Give back the line below containing "let mut req = client.post(url).json(params);" and every later line, exactly.

--- Recorded information ---

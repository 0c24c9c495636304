//! Session state map with atomic cache persistence

use std::collections::HashMap;
use std::time::Duration;

use dashmap::DashMap;
use tracing::{debug, warn};

use crate::error::Result;

/// Lua script that atomically rewrites the session envelope with a new
/// state map and refreshed `last_update_time`, keeping the TTL.
///
/// KEYS[1]: session key
/// ARGV[1]: new state JSON
/// ARGV[2]: TTL in seconds
/// ARGV[3]: RFC 3339 timestamp (passed in so the stored format matches
/// the envelope serializer, not Lua's date formatting)
///
/// Returns "OK", or "NOTFOUND" when no envelope exists at the key.
const UPDATE_STATE_SCRIPT: &str = r"
local data = redis.call('GET', KEYS[1])
if not data then
    return 'NOTFOUND'
end

local session = cjson.decode(data)
session.state = cjson.decode(ARGV[1])
session.last_update_time = ARGV[3]

local updated = cjson.encode(session)
local ttl = tonumber(ARGV[2])

if ttl > 0 then
    redis.call('SET', KEYS[1], updated, 'EX', ttl)
else
    redis.call('SET', KEYS[1], updated)
end

return 'OK'
";

/// Concurrent session state map
///
/// Reads are served locally. Every [`set`](Self::set) persists the full
/// snapshot through the atomic envelope-rewrite script, so competing
/// state writers cannot interleave partial envelopes.
pub struct SessionState {
    data: DashMap<String, serde_json::Value>,
    client: redis::Client,
    key: String,
    ttl: Duration,
}

impl SessionState {
    pub(crate) fn new(
        initial: HashMap<String, serde_json::Value>,
        client: redis::Client,
        key: String,
        ttl: Duration,
    ) -> Self {
        let data = DashMap::new();
        for (k, v) in initial {
            data.insert(k, v);
        }
        Self {
            data,
            client,
            key,
            ttl,
        }
    }

    /// Get a state value
    #[must_use]
    pub fn get(&self, key: &str) -> Option<serde_json::Value> {
        self.data.get(key).map(|entry| entry.value().clone())
    }

    /// Set a state value and persist the new snapshot atomically
    ///
    /// When the envelope is absent from the cache (new or expired
    /// session), the set succeeds against the local map only.
    pub async fn set(&self, key: impl Into<String>, value: serde_json::Value) -> Result<()> {
        self.data.insert(key.into(), value);

        if let Err(e) = self.persist_atomic().await {
            warn!(key = %self.key, error = %e, "failed to persist state");
            return Err(e);
        }
        Ok(())
    }

    /// Snapshot the full state map
    #[must_use]
    pub fn all(&self) -> HashMap<String, serde_json::Value> {
        self.data
            .iter()
            .map(|entry| (entry.key().clone(), entry.value().clone()))
            .collect()
    }

    async fn persist_atomic(&self) -> Result<()> {
        let state_json = serde_json::to_string(&self.all())?;
        let timestamp = chrono::Utc::now().to_rfc3339();

        let mut conn = self.client.get_multiplexed_async_connection().await?;
        let result: String = redis::Script::new(UPDATE_STATE_SCRIPT)
            .key(&self.key)
            .arg(state_json)
            .arg(self.ttl.as_secs())
            .arg(timestamp)
            .invoke_async(&mut conn)
            .await?;

        if result == "NOTFOUND" {
            // No envelope yet; acceptable for sessions not in the cache.
            debug!(key = %self.key, "state set without cached envelope");
        }
        Ok(())
    }
}

#[cfg(test)]
mod tests {
    use super::*;

    fn local_state() -> SessionState {
        SessionState::new(
            HashMap::from([("count".to_string(), serde_json::json!(1))]),
            redis::Client::open("redis://127.0.0.1:6379/").unwrap(),
            "session:test:u1:s1".to_string(),
            Duration::from_secs(60),
        )
    }

    #[test]
    fn test_get_and_all_reflect_initial_state() {
        let state = local_state();
        assert_eq!(state.get("count"), Some(serde_json::json!(1)));
        assert_eq!(state.get("missing"), None);
        assert_eq!(state.all().len(), 1);
    }
}
//! OpenAI-style chat-completions adapter
//!
//! Works with OpenAI and compatible providers (Ollama `/v1`, vLLM,
//! LocalAI, gateways). Implements the [`Llm`] contract with reqwest and
//! hand-rolled wire types.

/// Message and schema conversion
mod convert;
/// Wire types and configuration
mod types;

#[cfg(test)]
mod tests;

pub use types::{OpenAiConfig, DEFAULT_BASE_URL};

use std::collections::HashMap;
use std::sync::RwLock;

use futures_util::{future, stream, StreamExt};
use sha2::{Digest, Sha256};
use tracing::{debug, info, warn};

use metis_core::{Content, LlmRequest, Part};

use crate::error::{Error, Result};
use crate::model::{Llm, LlmResponseStream};
use crate::sse::{sse_response_stream, SseEvent, SseSignal};

use convert::{
    build_assistant_message, build_user_message, convert_inline_data, convert_response,
    convert_role, convert_stop_sequences, convert_thinking_level, convert_tools,
    ensure_object_properties, join_texts, partial_text_response, ChunkAccumulator,
};
use types::{
    ApiErrorBody, ChatCompletion, ChatCompletionChunk, ChatCompletionRequest, ChatMessage,
    ContentPart, FunctionCallParam, StreamOptions, ToolCallParam, MAX_TOOL_CALL_ID_LENGTH,
};

/// OpenAI-style LLM adapter
pub struct OpenAiModel {
    client: reqwest::Client,
    model_name: String,
    api_key: Option<String>,
    base_url: String,

    /// short id -> original id, for tool-call ids that had to be hashed
    tool_call_ids: RwLock<HashMap<String, String>>,
}

impl OpenAiModel {
    /// Create an adapter from the given configuration
    pub fn new(config: OpenAiConfig) -> Result<Self> {
        if config.model_name.is_empty() {
            return Err(Error::NotConfigured("model name is required".to_string()));
        }
        let base_url = config.resolved_base_url();
        let api_key = config.resolved_api_key();
        let client = reqwest::Client::builder()
            .timeout(config.timeout)
            .build()
            .map_err(|e| Error::Network(e.to_string()))?;

        info!(model = %config.model_name, base_url = %base_url, "openai model created");

        Ok(Self {
            client,
            model_name: config.model_name,
            api_key,
            base_url,
            tool_call_ids: RwLock::new(HashMap::new()),
        })
    }

    /// Shorten ids exceeding the provider's 40-byte limit using a hash
    ///
    /// The short -> original mapping is recorded for reverse lookup.
    fn normalize_tool_call_id(&self, id: &str) -> String {
        if id.len() <= MAX_TOOL_CALL_ID_LENGTH {
            return id.to_string();
        }

        let digest = hex::encode(Sha256::digest(id.as_bytes()));
        let short_id = format!("tc_{}", &digest[..MAX_TOOL_CALL_ID_LENGTH - 3]);

        self.tool_call_ids
            .write()
            .expect("tool call id lock poisoned")
            .insert(short_id.clone(), id.to_string());

        debug!(original = %id, short = %short_id, "normalized tool call id");
        short_id
    }

    /// Restore the original id from a shortened one
    ///
    /// Returns the input unchanged when no mapping exists.
    #[must_use]
    pub fn denormalize_tool_call_id(&self, short_id: &str) -> String {
        self.tool_call_ids
            .read()
            .expect("tool call id lock poisoned")
            .get(short_id)
            .cloned()
            .unwrap_or_else(|| short_id.to_string())
    }

    /// Convert one content into wire messages
    ///
    /// Function responses become separate tool-role messages; text, images,
    /// and tool calls fold into a single role message.
    fn convert_content_to_messages(&self, content: &Content) -> Result<Vec<ChatMessage>> {
        let mut messages = Vec::new();
        let mut texts: Vec<String> = Vec::new();
        let mut tool_calls: Vec<ToolCallParam> = Vec::new();
        let mut images: Vec<ContentPart> = Vec::new();

        for part in &content.parts {
            match part {
                Part::FunctionResponse { id, response } => {
                    let response_json = serde_json::to_string(response)?;
                    let normalized = self.normalize_tool_call_id(id);
                    messages.push(ChatMessage::tool(normalized, response_json));
                }
                Part::FunctionCall { id, name, args } => {
                    let args_json =
                        serde_json::to_string(&serde_json::Value::Object(args.clone()))?;
                    let normalized = self.normalize_tool_call_id(id);
                    tool_calls.push(ToolCallParam {
                        id: normalized,
                        r#type: "function",
                        function: FunctionCallParam {
                            name: name.clone(),
                            arguments: args_json,
                        },
                    });
                }
                Part::Text { text } if !text.is_empty() => texts.push(text.clone()),
                Part::InlineData { mime_type, data } => {
                    if let Some(image) = convert_inline_data(mime_type, data) {
                        images.push(image);
                    }
                }
                _ => {}
            }
        }

        if !texts.is_empty() || !images.is_empty() || !tool_calls.is_empty() {
            match convert_role(content.role) {
                "user" => messages.push(build_user_message(&texts, images)),
                "assistant" => messages.push(build_assistant_message(&texts, tool_calls)),
                "system" => messages.push(ChatMessage::text("system", join_texts(&texts))),
                _ => {}
            }
        }

        Ok(messages)
    }

    /// Translate the neutral request into wire parameters
    fn build_request(&self, request: &LlmRequest, stream: bool) -> Result<ChatCompletionRequest> {
        let mut messages = Vec::new();

        if let Some(system) = request
            .config
            .as_ref()
            .and_then(|cfg| cfg.system_instruction.as_ref())
        {
            let text = system.flattened_text();
            if !text.is_empty() {
                debug!(length = text.len(), "added system instruction");
                messages.push(ChatMessage::text("system", text));
            }
        }

        for content in &request.contents {
            messages.extend(self.convert_content_to_messages(content)?);
        }
        debug!(count = messages.len(), "messages built");

        let mut params = ChatCompletionRequest {
            model: self.model_name.clone(),
            messages,
            temperature: None,
            top_p: None,
            max_tokens: None,
            stop: None,
            reasoning_effort: None,
            response_format: None,
            tools: None,
            stream: stream.then_some(true),
            stream_options: stream.then_some(StreamOptions {
                include_usage: true,
            }),
        };

        if let Some(cfg) = &request.config {
            params.temperature = cfg.temperature;
            params.top_p = cfg.top_p;
            params.max_tokens = cfg.max_output_tokens.filter(|&n| n > 0);
            params.stop = convert_stop_sequences(&cfg.stop_sequences);
            params.reasoning_effort = cfg.thinking_level.map(convert_thinking_level);

            if cfg.response_mime_type.as_deref() == Some("application/json") {
                params.response_format = Some(serde_json::json!({"type": "json_object"}));
            }
            if let Some(schema) = &cfg.response_schema {
                let mut body = schema.schema.clone();
                ensure_object_properties(&mut body);
                params.response_format = Some(serde_json::json!({
                    "type": "json_schema",
                    "json_schema": {
                        "name": "response",
                        "description": schema.description,
                        "schema": body,
                        "strict": true,
                    },
                }));
            }
            if !cfg.tools.is_empty() {
                params.tools = Some(convert_tools(&cfg.tools));
            }
        }

        Ok(params)
    }

    fn generate(&self, request: &LlmRequest) -> LlmResponseStream {
        let params = match self.build_request(request, false) {
            Ok(params) => params,
            Err(e) => return error_stream(e),
        };

        let client = self.client.clone();
        let url = format!("{}/chat/completions", self.base_url);
        let api_key = self.api_key.clone();

        Box::pin(stream::once(async move {
            let resp = send_request(&client, &url, api_key.as_deref(), &params).await?;
            let llm_resp = convert_response(resp)?;
            if let Some(usage) = llm_resp.usage {
                info!(
                    prompt_tokens = usage.prompt_tokens,
                    completion_tokens = usage.completion_tokens,
                    total_tokens = usage.total_tokens,
                    "generation completed"
                );
            }
            Ok(llm_resp)
        }))
    }

    fn generate_stream(&self, request: &LlmRequest) -> LlmResponseStream {
        let params = match self.build_request(request, true) {
            Ok(params) => params,
            Err(e) => return error_stream(e),
        };

        let client = self.client.clone();
        let url = format!("{}/chat/completions", self.base_url);
        let api_key = self.api_key.clone();

        let setup = async move {
            debug!(url = %url, "opening stream");
            let mut req = client.post(&url).json(&params);
            if let Some(key) = &api_key {
                req = req.header("Authorization", format!("Bearer {key}"));
            }

            let response = match req.send().await {
                Ok(response) => response,
                Err(e) => return error_stream(Error::Network(e.to_string())),
            };

            let status = response.status();
            if !status.is_success() {
                let body = response.text().await.unwrap_or_default();
                return error_stream(api_error(status, &body));
            }

            let mut acc = ChunkAccumulator::default();
            let mut final_emitted = false;
            sse_response_stream(response.bytes_stream(), move |signal| match signal {
                SseSignal::Event(SseEvent::Data(json)) => {
                    match serde_json::from_str::<ChatCompletionChunk>(&json) {
                        Ok(chunk) => acc
                            .add_chunk(chunk)
                            .map(|text| Ok(partial_text_response(text)))
                            .into_iter()
                            .collect(),
                        Err(e) => vec![Err(Error::InvalidResponse(format!(
                            "stream chunk: {e}"
                        )))],
                    }
                }
                SseSignal::Event(SseEvent::Done) | SseSignal::End => {
                    if final_emitted {
                        Vec::new()
                    } else {
                        final_emitted = true;
                        vec![Ok(acc.build_final())]
                    }
                }
            })
        };

        Box::pin(stream::once(setup).flatten())
    }
}

impl Llm for OpenAiModel {
    fn name(&self) -> &str {
        &self.model_name
    }

    fn generate_content(&self, request: LlmRequest, stream: bool) -> LlmResponseStream {
        debug!(stream, contents = request.contents.len(), "generate_content called");
        if stream {
            self.generate_stream(&request)
        } else {
            self.generate(&request)
        }
    }
}

fn error_stream(error: Error) -> LlmResponseStream {
    warn!(%error, "request failed before streaming");
    Box::pin(stream::once(future::ready(Err(error))))
}

fn api_error(status: reqwest::StatusCode, body: &str) -> Error {
    if let Ok(err) = serde_json::from_str::<ApiErrorBody>(body) {
        return Error::Api(format!("{}: {}", err.error.r#type, err.error.message));
    }
    Error::Api(format!("HTTP {status}: {body}"))
}

async fn send_request(
    client: &reqwest::Client,
    url: &str,
    api_key: Option<&str>,
    params: &ChatCompletionRequest,
) -> Result<ChatCompletion> {
    debug!(url = %url, "sending request");

    let mut req = client.post(url).json(params);
    if let Some(key) = api_key {
        req = req.header("Authorization", format!("Bearer {key}"));
    }

    let response = req.send().await.map_err(|e| Error::Network(e.to_string()))?;
    let status = response.status();
    let body = response
        .text()
        .await
        .map_err(|e| Error::Network(e.to_string()))?;

    if !status.is_success() {
        return Err(api_error(status, &body));
    }

    serde_json::from_str(&body).map_err(|e| Error::InvalidResponse(e.to_string()))
}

---

Problem solution.
    let mut req = client.post(url).json(params);
    if let Some(key) = api_key {
        req = req.header("Authorization", format!("Bearer {key}"));
    }

    let response = req.send().await.map_err(|e| Error::Network(e.to_string()))?;
    let status = response.status();
    let body = response
        .text()
        .await
        .map_err(|e| Error::Network(e.to_string()))?;

    if !status.is_success() {
        return Err(api_error(status, &body));
    }

    serde_json::from_str(&body).map_err(|e| Error::InvalidResponse(e.to_string()))
}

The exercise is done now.